You can write a good deal of software that runs entirely inside Jupyter notebooks or that runs on the command line and only communicates through the screen and the keyboard. Sometimes, though, you have to do with files. It may not be practical to hardcode all your data into assignment statements in Python, or maybe you have to deal with a number of files and therefore you can’t use pipes. link to Sys Fundamentals page here

We’ve already seen two basic ways to do Input and Output (often referred to as “I/O”). We’ve used input() to read from the keyboard and print() to send output to the screen. Those functions work quite well, except you might have to do a lot of typing or deal with your output scrolling off the screen. In neither case is the data durable - it goes away as soon as the program is done or you close the Jupyter notebook.

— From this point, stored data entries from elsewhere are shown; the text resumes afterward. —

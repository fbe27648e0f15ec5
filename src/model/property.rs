use crate::core::geo::LatLng;
use crate::model::filters::{ListingType, PropertyType};
use serde::{Deserialize, Deserializer, Serialize};

fn default_currency() -> String {
    "MXN".to_string()
}

/// Treats an explicit JSON `null` like an absent field
fn null_as_default<'de, D, T>(deserializer: D) -> std::result::Result<T, D::Error>
where
    D: Deserializer<'de>,
    T: Deserialize<'de> + Default,
{
    Option::<T>::deserialize(deserializer).map(Option::unwrap_or_default)
}

fn null_as_currency<'de, D>(deserializer: D) -> std::result::Result<String, D::Error>
where
    D: Deserializer<'de>,
{
    Ok(Option::<String>::deserialize(deserializer)?
        .filter(|c| !c.trim().is_empty())
        .unwrap_or_else(default_currency))
}

/// Accepts either a JSON string or a JSON number as an identifier
fn flexible_id<'de, D>(deserializer: D) -> std::result::Result<String, D::Error>
where
    D: Deserializer<'de>,
{
    #[derive(Deserialize)]
    #[serde(untagged)]
    enum RawId {
        Text(String),
        Int(i64),
        Float(f64),
    }

    Ok(match RawId::deserialize(deserializer)? {
        RawId::Text(s) => s,
        RawId::Int(n) => n.to_string(),
        RawId::Float(n) => n.to_string(),
    })
}

#[derive(Debug, Clone, PartialEq, Serialize, Deserialize)]
pub struct PropertyImage {
    pub url: String,
    #[serde(default, deserialize_with = "null_as_default")]
    pub position: i32,
}

/// A single property projected for map display
#[derive(Debug, Clone, PartialEq, Serialize, Deserialize)]
pub struct PropertyMarker {
    #[serde(deserialize_with = "flexible_id")]
    pub id: String,
    #[serde(default)]
    pub title: Option<String>,
    pub lat: f64,
    pub lng: f64,
    #[serde(default)]
    pub price: Option<f64>,
    #[serde(default = "default_currency", deserialize_with = "null_as_currency")]
    pub currency: String,
    #[serde(default, deserialize_with = "null_as_default")]
    pub listing_type: ListingType,
    #[serde(default, deserialize_with = "null_as_default")]
    pub property_type: PropertyType,
    #[serde(default)]
    pub bedrooms: Option<u32>,
    #[serde(default)]
    pub bathrooms: Option<f64>,
    #[serde(default)]
    pub parking: Option<u32>,
    #[serde(default)]
    pub sqft: Option<f64>,
    /// Ordered by `position`
    #[serde(default, deserialize_with = "null_as_default")]
    pub images: Vec<PropertyImage>,
    #[serde(default)]
    pub agent_id: Option<String>,
    #[serde(default, deserialize_with = "null_as_default")]
    pub is_featured: bool,
}

impl PropertyMarker {
    pub fn position(&self) -> LatLng {
        LatLng::new(self.lat, self.lng)
    }

    pub fn cover_image(&self) -> Option<&str> {
        self.images.first().map(|img| img.url.as_str())
    }

    pub(crate) fn sort_images(&mut self) {
        self.images.sort_by_key(|img| img.position);
    }
}

/// Server-computed aggregate of nearby properties
#[derive(Debug, Clone, PartialEq, Serialize, Deserialize)]
pub struct PropertyCluster {
    #[serde(alias = "cluster_id", deserialize_with = "flexible_id")]
    pub id: String,
    pub lat: f64,
    pub lng: f64,
    #[serde(alias = "property_count", alias = "point_count")]
    pub count: u64,
    #[serde(default)]
    pub min_price: Option<f64>,
    #[serde(default)]
    pub max_price: Option<f64>,
    /// Zoom at which the cluster breaks apart; opaque to the client
    #[serde(default)]
    pub expansion_zoom: Option<i32>,
}

impl PropertyCluster {
    pub fn position(&self) -> LatLng {
        LatLng::new(self.lat, self.lng)
    }
}
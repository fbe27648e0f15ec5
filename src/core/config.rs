//! Configuration system for pipeline timing, caching and backend access
//!
//! Tuning knobs are grouped into a hierarchical [`PipelineOptions`] that can be
//! produced from a preset [`PipelineProfile`] or built by hand. Backend access
//! settings come from the environment through [`BackendConfig`].

use crate::core::constants::*;
use crate::{MapError, Result};
use std::time::Duration;

#[derive(Debug, Clone, PartialEq)]
pub enum PipelineProfile {
    Balanced,
    /// Slower devices: frame-rate adaptive debounce and a smaller cache
    LowPower,
    /// Fast devices on good networks: shorter debounce, larger cache
    Responsive,
    Custom(PipelineOptions),
}

impl PipelineProfile {
    pub fn resolve(&self) -> PipelineOptions {
        match self {
            Self::Balanced => PipelineOptions {
                fetch: FetchConfig::default(),
                debounce: DebounceConfig::default(),
                adaptive: AdaptiveDebounceConfig::default(),
                cache: CacheConfig::default(),
            },
            Self::LowPower => PipelineOptions {
                fetch: FetchConfig::default(),
                debounce: DebounceConfig {
                    strategy: DebounceStrategy::Adaptive,
                    bounds_delay_ms: 500,
                },
                adaptive: AdaptiveDebounceConfig::default(),
                cache: CacheConfig { capacity: 128 },
            },
            Self::Responsive => PipelineOptions {
                fetch: FetchConfig {
                    retry_delay_ms: 500,
                    ..FetchConfig::default()
                },
                debounce: DebounceConfig {
                    strategy: DebounceStrategy::Fixed,
                    bounds_delay_ms: 150,
                },
                adaptive: AdaptiveDebounceConfig::default(),
                cache: CacheConfig { capacity: 512 },
            },
            Self::Custom(options) => options.clone(),
        }
    }
}

impl Default for PipelineProfile {
    fn default() -> Self {
        Self::Balanced
    }
}

#[derive(Debug, Clone, PartialEq)]
pub struct PipelineOptions {
    pub fetch: FetchConfig,
    pub debounce: DebounceConfig,
    pub adaptive: AdaptiveDebounceConfig,
    pub cache: CacheConfig,
}

impl Default for PipelineOptions {
    fn default() -> Self {
        PipelineProfile::default().resolve()
    }
}

/// Freshness, retention and retry policy of the remote data fetcher
#[derive(Debug, Clone, PartialEq)]
pub struct FetchConfig {
    /// How long a result is served without refetching
    pub stale_time_ms: u64,
    /// How long an unused result is retained before eviction
    pub gc_time_ms: u64,
    /// Retries after the first failed attempt
    pub retry: u32,
    pub retry_delay_ms: u64,
    pub exponential_backoff: bool,
    /// Regaining window focus never triggers a refetch when false
    pub refetch_on_window_focus: bool,
}

impl FetchConfig {
    pub fn stale_time(&self) -> Duration {
        Duration::from_millis(self.stale_time_ms)
    }

    pub fn gc_time(&self) -> Duration {
        Duration::from_millis(self.gc_time_ms)
    }

    /// Delay before retry number `attempt` (1-based)
    pub fn retry_delay(&self, attempt: u32) -> Duration {
        let base = self.retry_delay_ms;
        let delay = if self.exponential_backoff {
            base.saturating_mul(1u64 << attempt.saturating_sub(1).min(16))
        } else {
            base
        };
        Duration::from_millis(delay.min(MAX_RETRY_DELAY_MS))
    }
}

impl Default for FetchConfig {
    fn default() -> Self {
        Self {
            stale_time_ms: DEFAULT_STALE_TIME_MS,
            gc_time_ms: DEFAULT_GC_TIME_MS,
            retry: DEFAULT_FETCH_RETRIES,
            retry_delay_ms: DEFAULT_RETRY_DELAY_MS,
            exponential_backoff: true,
            refetch_on_window_focus: false,
        }
    }
}

#[derive(Debug, Clone, Copy, PartialEq, Eq)]
pub enum DebounceStrategy {
    /// Fixed quiet period for viewport bounds
    Fixed,
    /// Quiet period chosen from the measured frame rate
    Adaptive,
}

#[derive(Debug, Clone, PartialEq)]
pub struct DebounceConfig {
    pub strategy: DebounceStrategy,
    pub bounds_delay_ms: u64,
}

impl DebounceConfig {
    pub fn bounds_delay(&self) -> Duration {
        Duration::from_millis(self.bounds_delay_ms)
    }
}

impl Default for DebounceConfig {
    fn default() -> Self {
        Self {
            strategy: DebounceStrategy::Fixed,
            bounds_delay_ms: DEFAULT_BOUNDS_DEBOUNCE_MS,
        }
    }
}

/// A frame-rate threshold and the debounce delay used at or above it
#[derive(Debug, Clone, Copy, PartialEq)]
pub struct DelayTier {
    pub min_fps: f64,
    pub delay_ms: u64,
}

#[derive(Debug, Clone, PartialEq)]
pub struct AdaptiveDebounceConfig {
    /// Frame durations per measurement window
    pub window: usize,
    pub initial_delay_ms: u64,
    /// Checked in order; the first tier whose `min_fps` is met wins
    pub tiers: Vec<DelayTier>,
    /// Used when no tier matches
    pub fallback_delay_ms: u64,
}

impl AdaptiveDebounceConfig {
    pub fn select_delay(&self, fps: f64) -> Duration {
        let delay_ms = self
            .tiers
            .iter()
            .find(|tier| fps >= tier.min_fps)
            .map(|tier| tier.delay_ms)
            .unwrap_or(self.fallback_delay_ms);
        Duration::from_millis(delay_ms)
    }

    pub fn initial_delay(&self) -> Duration {
        Duration::from_millis(self.initial_delay_ms)
    }
}

impl Default for AdaptiveDebounceConfig {
    fn default() -> Self {
        Self {
            window: FRAME_WINDOW,
            initial_delay_ms: DEFAULT_ADAPTIVE_DELAY_MS,
            tiers: vec![
                DelayTier {
                    min_fps: 50.0,
                    delay_ms: 200,
                },
                DelayTier {
                    min_fps: 30.0,
                    delay_ms: 400,
                },
            ],
            fallback_delay_ms: 800,
        }
    }
}

#[derive(Debug, Clone, PartialEq)]
pub struct CacheConfig {
    /// Upper bound on distinct query keys held at once
    pub capacity: usize,
}

impl Default for CacheConfig {
    fn default() -> Self {
        Self {
            capacity: DEFAULT_CACHE_CAPACITY,
        }
    }
}

/// Hosted backend access settings
#[derive(Debug, Clone, PartialEq)]
pub struct BackendConfig {
    pub url: String,
    pub anon_key: String,
    /// Only present server-side; never exposed through public config
    pub service_role_key: Option<String>,
    pub map_token: Option<String>,
    pub cron_secret: Option<String>,
    pub port: u16,
}

impl BackendConfig {
    pub fn new(url: impl Into<String>, anon_key: impl Into<String>) -> Self {
        Self {
            url: url.into(),
            anon_key: anon_key.into(),
            service_role_key: None,
            map_token: None,
            cron_secret: None,
            port: 8787,
        }
    }

    /// Loads settings from process environment variables
    pub fn from_env() -> Result<Self> {
        Self::from_lookup(|key| std::env::var(key).ok())
    }

    /// Loads settings through an arbitrary variable lookup
    pub fn from_lookup(lookup: impl Fn(&str) -> Option<String>) -> Result<Self> {
        let required = |key: &str| -> Result<String> {
            lookup(key)
                .map(|v| v.trim().to_string())
                .filter(|v| !v.is_empty())
                .ok_or_else(|| MapError::Config(format!("environment variable {key} is not set")))
        };
        let optional = |key: &str| -> Option<String> {
            let value = lookup(key)
                .map(|v| v.trim().to_string())
                .filter(|v| !v.is_empty());
            if value.is_none() {
                log::debug!("{key} not set");
            }
            value
        };

        let url = required("SUPABASE_URL")?;
        url::Url::parse(&url)
            .map_err(|e| MapError::Config(format!("invalid SUPABASE_URL '{url}': {e}")))?;

        let port = match optional("PORT") {
            Some(raw) => raw
                .parse::<u16>()
                .map_err(|e| MapError::Config(format!("invalid PORT value '{raw}': {e}")))?,
            None => {
                log::info!("PORT not set, using default: 8787");
                8787
            }
        };

        Ok(Self {
            url: url.trim_end_matches('/').to_string(),
            anon_key: required("SUPABASE_ANON_KEY")?,
            service_role_key: optional("SUPABASE_SERVICE_ROLE_KEY"),
            map_token: optional("MAPBOX_PUBLIC_TOKEN"),
            cron_secret: optional("CRON_SECRET"),
            port,
        })
    }
}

The input() and print() functions are just the tip of the proverbial iceberg in terms of getting information in and out of running Python code. Some of our other options include: * GUI controls: text box, menu, dialog box… * Networks: HTTP, TCP/IP sockets, Infiniband… * Databases: Relational (SQL) and NoSQL * Other: cameras, microphones, speakers, LabView

Files

Practically everyone is more-or-less familiar with the idea of a file, even if fairly few people know how they work. We’re going to ignore a lot of details for the moment and say this: a file is a long-lasting collection of bytes. It has a first byte, a last byte, and every one in between stays in the same order.

This begs the question “What is a byte?” A byte is just a small number from 0 to 255 (inclusive). We can assign meaning to those numbers, and if we’re smart about how we do it then we can represent any information a computer can process as long as we use enough of these bytes.

We like to think of files as being one of two types: binary files and text files. Binary files are pure data. We decide how to write bytes to a file to represent data. Then when we’re ready to read it in again, we read the bytes, process them somehow, and reconstruct the original data. It’s a great technique - it’s fast and efficient.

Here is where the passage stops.